# TASK BRIEF
Filter the lines below, copying only those with the string "copied".

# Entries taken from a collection
──────────
#[cfg(test)]
mod tests {
    use super::*;
    use crate::core::Feedback;
    use rand::rngs::StdRng;
    use rand::{Rng, SeedableRng};

    fn params(max_tree_depth: usize) -> SearchParams {
        SearchParams::new(6, 50, max_tree_depth).unwrap()
    }

    fn mono_vocabulary(extra: &[&str]) -> Vocabulary {
        Vocabulary::new(["bbbbb", "ccccc", "ddddd", "eeeee", "fffff"], extra.iter().copied()).unwrap()
    }

    #[test]
    fn single_candidate_is_leaf() {
        let vocabulary = Vocabulary::new(["crane"], ["slate", "trace"]).unwrap();
        let cache = FeedbackCache::for_vocabulary(&vocabulary);
        let tree = TreeBuilder::new(&vocabulary, &cache, params(5)).build(None).unwrap();

        assert!((tree.average_depth() - 1.0).abs() < f64::EPSILON);
        assert_eq!(tree.max_depth(), 1);
        assert!(tree.root().is_leaf());
        assert_eq!(tree.first_guess().text(), "crane");
    }

    #[test]
    fn two_candidates_make_pair() {
        let vocabulary = Vocabulary::new(["abcde", "fghij"], ["klmno"]).unwrap();
        let cache = FeedbackCache::for_vocabulary(&vocabulary);
        let tree = TreeBuilder::new(&vocabulary, &cache, params(5)).build(None).unwrap();
        let root = tree.root();

        assert!((tree.average_depth() - 1.5).abs() < f64::EPSILON);
        assert_eq!(tree.max_depth(), 2);
        assert_eq!(root.children().len(), 2);

        let abcde = vocabulary.get("abcde").unwrap();
        let fghij = vocabulary.get("fghij").unwrap();
        assert_eq!(root.guess(), abcde);
        assert_eq!(root.child(Feedback::calculate(abcde, abcde)).unwrap().guess(), abcde);
        assert_eq!(root.child(Feedback::calculate(abcde, fghij)).unwrap().guess(), fghij);
        assert!(root.children().values().all(Node::is_leaf));
    }

    #[test]
    fn perfect_splitter_outside_candidates() {
        let vocabulary = mono_vocabulary(&["bcdef"]);
        let cache = FeedbackCache::for_vocabulary(&vocabulary);
        let tree = TreeBuilder::new(&vocabulary, &cache, params(1)).build(None).unwrap();

        assert_eq!(tree.first_guess().text(), "bcdef");
        assert!((tree.average_depth() - 2.0).abs() < 1e-12);
        assert_eq!(tree.max_depth(), 2);
        assert_eq!(tree.root().children().len(), 5);
    }

    #[test]
    fn chain_of_candidates_within_budget() {
        let vocabulary = mono_vocabulary(&[]);
        let cache = FeedbackCache::for_vocabulary(&vocabulary);
        let tree = TreeBuilder::new(&vocabulary, &cache, params(4)).build(None).unwrap();

        // 1 + 2 + 3 + 4 + 5 guesses over five secrets
        assert!((tree.average_depth() - 3.0).abs() < 1e-12);
        assert_eq!(tree.max_depth(), 5);
        assert_eq!(tree.first_guess().text(), "bbbbb");
    }

    #[test]
    fn budget_too_small_is_infeasible() {
        let vocabulary = mono_vocabulary(&[]);
        let cache = FeedbackCache::for_vocabulary(&vocabulary);

        let err = TreeBuilder::new(&vocabulary, &cache, params(3)).build(None).unwrap_err();
        assert!(matches!(err, SolverError::Infeasible { remaining: 3 }));

        let err = TreeBuilder::new(&vocabulary, &cache, params(1)).build(None).unwrap_err();
        assert!(matches!(err, SolverError::Infeasible { remaining: 1 }));
    }

    #[test]
    fn pair_needs_one_further_guess() {
        let vocabulary = Vocabulary::new(["abcde", "fghij"], ["klmno"]).unwrap();
        let cache = FeedbackCache::for_vocabulary(&vocabulary);

        let err = TreeBuilder::new(&vocabulary, &cache, params(0)).build(None).unwrap_err();
        assert!(matches!(err, SolverError::Infeasible { remaining: 0 }));
    }

    #[test]
    fn forced_root_skips_ranking() {
        let vocabulary = mono_vocabulary(&["bcdef"]);
        let cache = FeedbackCache::for_vocabulary(&vocabulary);
        let builder = TreeBuilder::new(&vocabulary, &cache, params(4));

        let forced = builder.build(vocabulary.get("bbbbb")).unwrap();
        assert_eq!(forced.first_guess().text(), "bbbbb");
        // Below the root BCDEF splits the remaining four at once
        assert!((forced.average_depth() - (1.0 + 4.0 * 2.0 / 5.0)).abs() < 1e-12);
        assert_eq!(forced.max_depth(), 3);

        let searched = builder.build(None).unwrap();
        assert_eq!(searched.first_guess().text(), "bcdef");
        assert!(searched.average_depth() < forced.average_depth());
    }

    #[test]
    fn forced_root_on_single_candidate() {
        let vocabulary = Vocabulary::new(["crane"], ["slate"]).unwrap();
        let cache = FeedbackCache::for_vocabulary(&vocabulary);
        let builder = TreeBuilder::new(&vocabulary, &cache, params(0));

        let tree = builder.build(vocabulary.get("crane")).unwrap();
        assert!(tree.root().is_leaf());
        assert_eq!(tree.max_depth(), 1);

        let err = builder.build(vocabulary.get("slate")).unwrap_err();
        assert!(matches!(err, SolverError::Infeasible { .. }));
    }

    #[test]
    fn every_secret_has_a_path() {
        let vocabulary = Vocabulary::new(
            ["crane", "slate", "trace", "crate", "grate", "irate", "plate", "stare", "share", "spare", "scare", "snare"],
            ["pious", "thumb", "dwarf"],
        )
        .unwrap();
        let cache = FeedbackCache::for_vocabulary(&vocabulary);
        let tree = TreeBuilder::new(&vocabulary, &cache, params(5)).build(None).unwrap();

        for secret in vocabulary.solutions() {
            let guesses = tree.guesses_for(secret).unwrap();
            assert_eq!(guesses.last().copied(), Some(secret));
            assert!(guesses.len() <= tree.max_depth());
        }

        let total: usize = tree.secret_paths().iter().map(Vec::len).sum();
        let average = total as f64 / vocabulary.solutions().len() as f64;
        assert!((average - tree.average_depth()).abs() < 1e-9);
    }

    #[test]
    fn rebuilding_gives_identical_tree() {
        let vocabulary = Vocabulary::new(
            ["crane", "slate", "trace", "crate", "grate", "irate", "plate", "stare", "share", "spare", "scare", "snare"],
            ["pious", "thumb", "dwarf"],
        )
        .unwrap();

        let shared = FeedbackCache::for_vocabulary(&vocabulary);
        let first = TreeBuilder::new(&vocabulary, &shared, params(5)).build(None).unwrap();
        let second = TreeBuilder::new(&vocabulary, &shared, params(5)).build(None).unwrap();
        let fresh = FeedbackCache::for_vocabulary(&vocabulary);
        let third = TreeBuilder::new(&vocabulary, &fresh, params(5)).build(None).unwrap();

        assert_eq!(first, second);
        assert_eq!(first, third);
    }

    /// Exact optimum of the average depth by exhaustive search
    fn brute_force(cache: &FeedbackCache, candidates: &[&Word], guesses: &[Word]) -> f64 {
        if candidates.len() == 1 {
            return 1.0;
        }

        guesses
            .iter()
            .filter_map(|guess| best_over_grouping(cache, candidates, guesses, guess))
            .fold(f64::INFINITY, f64::min)
    }

    /// Optimal average depth when `guess` is played first, if it makes progress
    fn best_over_grouping(
        cache: &FeedbackCache,
        candidates: &[&Word],
        guesses: &[Word],
        guess: &Word,
    ) -> Option<f64> {
        let groups = partition(cache, candidates, guess);
        if groups.values().any(|group| group.len() == candidates.len()) {
            return None;
        }

        let total: f64 = groups
            .values()
            .map(|group| group.len() as f64 * brute_force(cache, group, guesses))
            .sum();
        Some(1.0 + total / candidates.len() as f64)
    }

    fn random_vocabulary(rng: &mut StdRng) -> Vocabulary {
        let size = rng.random_range(2..=6);
        let words: Vec<String> = (0..size)
            .map(|_| {
                (0..5)
                    .map(|_| char::from(b'a' + rng.random_range(0..3u8)))
                    .collect()
            })
            .collect();
        Vocabulary::new(&words, Vec::<String>::new()).unwrap()
    }

    #[test]
    fn lower_bound_is_admissible() {
        let mut rng = StdRng::seed_from_u64(0x5eed);

        for _ in 0..200 {
            let vocabulary = random_vocabulary(&mut rng);
            let cache = FeedbackCache::for_vocabulary(&vocabulary);
            let candidates: Vec<&Word> = vocabulary.solutions().iter().collect();
            if candidates.len() < 2 {
                continue;
            }

            for guess in vocabulary.guesses() {
                let Some(optimal) = best_over_grouping(&cache, &candidates, vocabulary.guesses(), guess)
                else {
                    continue;
                };
                let groups = partition(&cache, &candidates, guess);
                assert!(quick_lower_bound(&candidates, &groups) <= optimal + 1e-9);
            }
        }
    }

    #[test]
    fn builder_never_beats_exhaustive_optimum() {
        let mut rng = StdRng::seed_from_u64(42);

        for _ in 0..100 {
            let vocabulary = random_vocabulary(&mut rng);
            let cache = FeedbackCache::for_vocabulary(&vocabulary);
            let candidates: Vec<&Word> = vocabulary.solutions().iter().collect();

            let optimal = brute_force(&cache, &candidates, vocabulary.guesses());
            let tree = TreeBuilder::new(&vocabulary, &cache, params(6)).build(None).unwrap();

            assert!(tree.average_depth() >= optimal - 1e-9);
            assert!(tree.average_depth() >= 1.0);
        }
    }
}
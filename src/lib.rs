//! Wordle Decision Tree Builder
//!
//! Builds a complete Wordle strategy tree that minimises the average number of
//! guesses over every potential solution, using branch-and-bound search with a
//! size-based guess ranking and an admissible lower bound.
//!
//! # Quick Start
//!
//! ```rust
//! use wordle_tree::core::Vocabulary;
//! use wordle_tree::solver::{FeedbackCache, SearchParams, TreeBuilder};
//!
//! let vocabulary = Vocabulary::new(
//!     ["crane", "slate", "trace", "crate"],
//!     ["pious"],
//! )
//! .unwrap();
//! let cache = FeedbackCache::for_vocabulary(&vocabulary);
//! let builder = TreeBuilder::new(&vocabulary, &cache, SearchParams::default());
//!
//! let tree = builder.build(None).unwrap();
//! println!("open with {} ({:.4} guesses on average)", tree.first_guess(), tree.average_depth());
//! ```

// Core domain types
pub mod core;

// Error types
pub mod error;

// Tree search
pub mod solver;

// Word list files
pub mod wordlists;

// Command implementations
pub mod commands;

// Tree serialisation and terminal output
pub mod output;
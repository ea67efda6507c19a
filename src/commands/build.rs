//! Build command
//!
//! Loads the word lists, searches for the tree and writes it to disk. The
//! search itself is shared with the `stats` and `play` commands.

use crate::core::Vocabulary;
use crate::output::write_tree_to_file;
use crate::solver::{DecisionTree, FeedbackCache, SearchParams, TreeBuilder};
use crate::wordlists::load_vocabulary;
use anyhow::{Context, Result};
use indicatif::{ProgressBar, ProgressStyle};
use std::path::PathBuf;
use std::time::{Duration, Instant};
use tracing::info;

/// Initial-guess argument that lets the search choose the root
pub const AUTO_GUESS: &str = "auto";

/// Interpret the initial-guess argument
///
/// # Examples
/// ```
/// use wordle_tree::commands::build::forced_guess;
///
/// assert_eq!(forced_guess("salet"), Some("salet"));
/// assert_eq!(forced_guess("AUTO"), None);
/// ```
#[must_use]
pub fn forced_guess(argument: &str) -> Option<&str> {
    let argument = argument.trim();
    (!argument.eq_ignore_ascii_case(AUTO_GUESS)).then_some(argument)
}

/// Word lists and parameters of one search
#[derive(Debug, Clone)]
pub struct SearchConfig {
    /// Forced root guess, or `None` to rank at the root too
    pub initial_guess: Option<String>,
    pub solutions: PathBuf,
    pub guesses: PathBuf,
    pub params: SearchParams,
}

/// A finished search
pub struct SearchOutcome<'a> {
    pub tree: DecisionTree<'a>,
    pub elapsed: Duration,
    pub evaluations: usize,
}

impl SearchConfig {
    /// Load both word lists
    ///
    /// # Errors
    /// Returns an error if either list cannot be read or validated.
    pub fn vocabulary(&self) -> Result<Vocabulary> {
        load_vocabulary(&self.solutions, &self.guesses).context("failed to load word lists")
    }

    /// Run the tree search with a progress spinner
    ///
    /// # Errors
    /// Returns an error if the initial guess is not a permitted guess or no
    /// tree fits the guess budget.
    pub fn search<'a>(&self, vocabulary: &'a Vocabulary, cache: &'a FeedbackCache) -> Result<SearchOutcome<'a>> {
        let forced_root = self
            .initial_guess
            .as_deref()
            .map(|text| vocabulary.resolve_guess(text))
            .transpose()?;

        info!(
            solutions = vocabulary.solutions().len(),
            words = vocabulary.len(),
            "loaded vocabulary"
        );

        let spinner = ProgressBar::new_spinner();
        spinner.set_style(ProgressStyle::default_spinner().template("{spinner:.green} {msg} [{elapsed}]")?);
        spinner.set_message(match forced_root {
            Some(word) => format!("Searching below {}", word.text().to_uppercase()),
            None => "Searching for the best opening".to_string(),
        });
        spinner.enable_steady_tick(Duration::from_millis(120));

        let start = Instant::now();
        let builder = TreeBuilder::new(vocabulary, cache, self.params);
        let built = builder.build(forced_root);
        spinner.finish_and_clear();

        Ok(SearchOutcome {
            tree: built?,
            elapsed: start.elapsed(),
            evaluations: builder.evaluations(),
        })
    }
}

/// Configuration for one build
#[derive(Debug, Clone)]
pub struct BuildConfig {
    pub search: SearchConfig,
    pub output: PathBuf,
}

/// Outcome of a build
#[derive(Debug, Clone)]
pub struct BuildSummary {
    pub first_guess: String,
    pub average_depth: f64,
    pub max_depth: usize,
    pub secrets: usize,
    pub vocabulary_size: usize,
    pub lines_written: usize,
    pub feedback_computed: usize,
    pub evaluations: usize,
    pub elapsed: Duration,
    pub output: PathBuf,
}

/// Run a full build and write the tree to `config.output`
///
/// # Errors
/// Returns an error if a word list cannot be loaded, the initial guess is not
/// a permitted guess, no tree fits the guess budget, or the output cannot be
/// written.
pub fn run_build(config: &BuildConfig) -> Result<BuildSummary> {
    let vocabulary = config.search.vocabulary()?;
    let cache = FeedbackCache::for_vocabulary(&vocabulary);
    let outcome = config.search.search(&vocabulary, &cache)?;
    let tree = &outcome.tree;

    let lines_written = write_tree_to_file(tree, &config.output)
        .with_context(|| format!("failed to write {}", config.output.display()))?;
    info!(path = %config.output.display(), lines = lines_written, "wrote decision tree");

    Ok(BuildSummary {
        first_guess: tree.first_guess().text().to_string(),
        average_depth: tree.average_depth(),
        max_depth: tree.max_depth(),
        secrets: vocabulary.solutions().len(),
        vocabulary_size: vocabulary.len(),
        lines_written,
        feedback_computed: cache.computed(),
        evaluations: outcome.evaluations,
        elapsed: outcome.elapsed,
        output: config.output.clone(),
    })
}
//! Memoised feedback codes
//!
//! One slot per ordered (guess, target) pair, keyed by
//! `guess_id * vocabulary_size + target_id`. Slots start out unset and are
//! written at most once with a value that never changes, so concurrent
//! readers only need an atomic load to decide whether to compute.

use crate::core::{Feedback, Vocabulary, Word};
use std::sync::atomic::{AtomicU16, AtomicUsize, Ordering};

/// Marker for a slot that has not been computed yet (outside the code space)
const UNSET: u16 = u16::MAX;

pub struct FeedbackCache {
    vocabulary_size: usize,
    slots: Box<[AtomicU16]>,
    computed: AtomicUsize,
}

impl FeedbackCache {
    /// Allocate every slot up front for `vocabulary_size²` pairs
    #[must_use]
    pub fn new(vocabulary_size: usize) -> Self {
        let slots = (0..vocabulary_size * vocabulary_size)
            .map(|_| AtomicU16::new(UNSET))
            .collect();

        Self {
            vocabulary_size,
            slots,
            computed: AtomicUsize::new(0),
        }
    }

    /// Size a cache for every word of `vocabulary`
    #[must_use]
    pub fn for_vocabulary(vocabulary: &Vocabulary) -> Self {
        Self::new(vocabulary.len())
    }

    /// Feedback for `guess` against `target`, computed on first request
    ///
    /// # Panics
    /// Panics if either identifier lies outside the vocabulary the cache was
    /// sized for.
    ///
    /// # Examples
    /// ```
    /// use wordle_tree::core::{Feedback, Vocabulary};
    /// use wordle_tree::solver::FeedbackCache;
    ///
    /// let vocabulary = Vocabulary::new(["crane", "slate"], ["trace"]).unwrap();
    /// let cache = FeedbackCache::for_vocabulary(&vocabulary);
    /// let crane = vocabulary.get("crane").unwrap();
    ///
    /// assert_eq!(cache.get(crane, crane), Feedback::ALL_EXACT);
    /// ```
    #[inline]
    pub fn get(&self, guess: &Word, target: &Word) -> Feedback {
        let slot = &self.slots[guess.id().index() * self.vocabulary_size + target.id().index()];

        let cached = slot.load(Ordering::Relaxed);
        if cached != UNSET {
            return Feedback::new(cached);
        }

        let feedback = Feedback::calculate(guess, target);
        slot.store(feedback.value(), Ordering::Relaxed);
        self.computed.fetch_add(1, Ordering::Relaxed);
        feedback
    }

    /// Number of codes computed so far (cache misses)
    #[must_use]
    pub fn computed(&self) -> usize {
        self.computed.load(Ordering::Relaxed)
    }

    #[must_use]
    pub const fn vocabulary_size(&self) -> usize {
        self.vocabulary_size
    }
}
──────────
# ANSWER TO THIS EXERCISE
        Vocabulary::new(["bbbbb", "ccccc", "ddddd", "eeeee", "fffff"], extra.iter().copied()).unwrap()
            assert_eq!(guesses.last().copied(), Some(secret));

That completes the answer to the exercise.